Map of Papua New Guinea Festivals

If you’re not familiar with the places to visit in Papua New Guinea, here’s a map of Papua New Guinea showing the location of these 9 festivals.

Tips for attending festivals in PNG

Learn about the cultures

Papua New Guineans are extremely friendly and fiercely proud of their culture. All of these festivals welcome foreign visitors, and participants are happy to share information about their own cultures.

Just within one festival you could be exposed to dozens of different cultures. So, don’t just stand there taking photos, talk to people and ask questions to find out what their costumes represent and what their dances and songs mean.

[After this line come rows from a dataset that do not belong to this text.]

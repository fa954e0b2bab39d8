use async_trait::async_trait;
use chrono::{DateTime, Utc};
use sqlx::PgPool;
use uuid::Uuid;

use crate::models::download::NewDownload;
use crate::models::message::{ChatMessageRow, Sender};
use crate::models::session::{MemoryData, SessionRow, SessionStatus};
use crate::models::subscription::{
    SubscriptionTier, FREE_MONTHLY_DOWNLOAD_LIMIT, UNLIMITED_DOWNLOADS,
};
use crate::store::{SessionStore, StoreError, StoreResult};

/// Postgres adapter for the Session Store.
#[derive(Clone)]
pub struct PgSessionStore {
    pool: PgPool,
}

impl PgSessionStore {
    pub fn new(pool: PgPool) -> Self {
        Self { pool }
    }

    /// Downloads recorded for the user in the current calendar month.
    async fn downloads_this_month(&self, user_id: Uuid) -> StoreResult<i64> {
        let count: i64 = sqlx::query_scalar(
            r#"
            SELECT COUNT(*)
            FROM downloads
            WHERE user_id = $1 AND created_at >= date_trunc('month', now())
            "#,
        )
        .bind(user_id)
        .fetch_one(&self.pool)
        .await?;
        Ok(count)
    }
}

#[async_trait]
impl SessionStore for PgSessionStore {
    async fn latest_active_session(&self, user_id: Uuid) -> StoreResult<Option<SessionRow>> {
        Ok(sqlx::query_as::<_, SessionRow>(
            r#"
            SELECT * FROM chat_sessions
            WHERE user_id = $1 AND status = 'active'
            ORDER BY updated_at DESC
            LIMIT 1
            "#,
        )
        .bind(user_id)
        .fetch_optional(&self.pool)
        .await?)
    }

    async fn find_active_session(
        &self,
        session_id: Uuid,
        user_id: Uuid,
    ) -> StoreResult<Option<SessionRow>> {
        Ok(sqlx::query_as::<_, SessionRow>(
            r#"
            SELECT * FROM chat_sessions
            WHERE session_id = $1 AND user_id = $2 AND status = 'active'
            "#,
        )
        .bind(session_id)
        .bind(user_id)
        .fetch_optional(&self.pool)
        .await?)
    }

    async fn insert_session(&self, session_id: Uuid, user_id: Uuid) -> StoreResult<SessionRow> {
        Ok(sqlx::query_as::<_, SessionRow>(
            r#"
            INSERT INTO chat_sessions (id, session_id, user_id, status, memory_data)
            VALUES ($1, $2, $3, 'active', NULL)
            RETURNING *
            "#,
        )
        .bind(Uuid::new_v4())
        .bind(session_id)
        .bind(user_id)
        .fetch_one(&self.pool)
        .await?)
    }

    async fn update_status(&self, session_id: Uuid, status: SessionStatus) -> StoreResult<()> {
        sqlx::query(
            "UPDATE chat_sessions SET status = $2, updated_at = now() WHERE session_id = $1",
        )
        .bind(session_id)
        .bind(status.as_str())
        .execute(&self.pool)
        .await?;
        Ok(())
    }

    async fn update_memory(
        &self,
        session_id: Uuid,
        memory: &MemoryData,
        resume_html: Option<&str>,
    ) -> StoreResult<()> {
        let memory_value = serde_json::to_value(memory)
            .map_err(|e| StoreError::Unavailable(format!("memory serialization failed: {e}")))?;
        sqlx::query(
            r#"
            UPDATE chat_sessions
            SET memory_data = $2,
                resume_html = COALESCE($3, resume_html),
                updated_at = now()
            WHERE session_id = $1
            "#,
        )
        .bind(session_id)
        .bind(memory_value)
        .bind(resume_html)
        .execute(&self.pool)
        .await?;
        Ok(())
    }

    async fn insert_message(
        &self,
        session_id: Uuid,
        sender: Sender,
        content: &str,
        created_at: DateTime<Utc>,
    ) -> StoreResult<ChatMessageRow> {
        let row = sqlx::query_as::<_, ChatMessageRow>(
            r#"
            INSERT INTO chat_messages (id, session_id, sender, content, created_at)
            VALUES ($1, $2, $3, $4, $5)
            RETURNING *
            "#,
        )
        .bind(Uuid::new_v4())
        .bind(session_id)
        .bind(sender.as_str())
        .bind(content)
        .bind(created_at)
        .fetch_one(&self.pool)
        .await?;

        // Every transcript append bumps the owning session.
        sqlx::query("UPDATE chat_sessions SET updated_at = now() WHERE session_id = $1")
            .bind(session_id)
            .execute(&self.pool)
            .await?;

        Ok(row)
    }

    async fn messages_for_session(&self, session_id: Uuid) -> StoreResult<Vec<ChatMessageRow>> {
        Ok(sqlx::query_as::<_, ChatMessageRow>(
            r#"
            SELECT * FROM chat_messages
            WHERE session_id = $1
            ORDER BY created_at ASC
            "#,
        )
        .bind(session_id)
        .fetch_all(&self.pool)
        .await?)
    }

    async fn insert_download(&self, download: NewDownload<'_>) -> StoreResult<()> {
        sqlx::query(
            r#"
            INSERT INTO downloads (id, user_id, resume_name, format, resume_html)
            VALUES ($1, $2, $3, $4, $5)
            "#,
        )
        .bind(Uuid::new_v4())
        .bind(download.user_id)
        .bind(&download.resume_name)
        .bind(download.format)
        .bind(download.resume_html)
        .execute(&self.pool)
        .await?;
        Ok(())
    }

    async fn may_download(&self, user_id: Uuid) -> StoreResult<bool> {
        if !self.subscription_tier(user_id).await?.is_free() {
            return Ok(true);
        }
        Ok(self.downloads_this_month(user_id).await? < FREE_MONTHLY_DOWNLOAD_LIMIT)
    }

    async fn remaining_downloads(&self, user_id: Uuid) -> StoreResult<i64> {
        if !self.subscription_tier(user_id).await?.is_free() {
            return Ok(UNLIMITED_DOWNLOADS);
        }
        let used = self.downloads_this_month(user_id).await?;
        Ok((FREE_MONTHLY_DOWNLOAD_LIMIT - used).max(0))
    }

    async fn subscription_tier(&self, user_id: Uuid) -> StoreResult<SubscriptionTier> {
        let tier: Option<String> = sqlx::query_scalar(
            "SELECT tier FROM subscriptions WHERE user_id = $1 AND active = TRUE",
        )
        .bind(user_id)
        .fetch_optional(&self.pool)
        .await?;

        Ok(tier
            .and_then(|t| t.parse().ok())
            .unwrap_or(SubscriptionTier::Free))
    }
}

It won’t take long to find out just how fascinating Papua New Guinea culture is and make some new friends.

Three women engaged in face painting at a festival in Papua New Guinea. They wear vibrant feathered headdresses and are adorned with traditional jewellery, demonstrating the detailed preparation involved in their cultural presentation. Make sure you spend some time watching people put on their bilas before the big performances at Papua New Guinea festivals.

Dress appropriately

Papua New Guinean bilas (costume) is jaw-dropping. From metre-high headdresses to swishing grass skirts to thick body paint to elaborate shell jewelry, you’ll develop a crick in your neck from turning your head around so fast to try to see everything.

What you’ll probably also see are topless women. While toplessness is common in some cultures, PNG is actually a fairly conservative society, so as a foreigner you should show respect and cover up. This means wearing long pants or a skirt and a t-shirt that covers your shoulders.

Ask before taking photographs

Everyone in the festivals is there to show off their bilas and most people love to be photographed, but don’t snap away willy-nilly.

Check first by asking if it’s ok to take someone’s photo. Or, nod your head at your camera with a questioning smile. I’d say 99% of the time people will smile back and say yes, but not always. It’s best to ask first.

Take cash

Take some cash (kina is the Papua New Guinea currency) with you. While I’ve never been asked for money to photograph someone at a festival (I have in other places in PNG), it doesn’t hurt to have a few small notes with you just in case.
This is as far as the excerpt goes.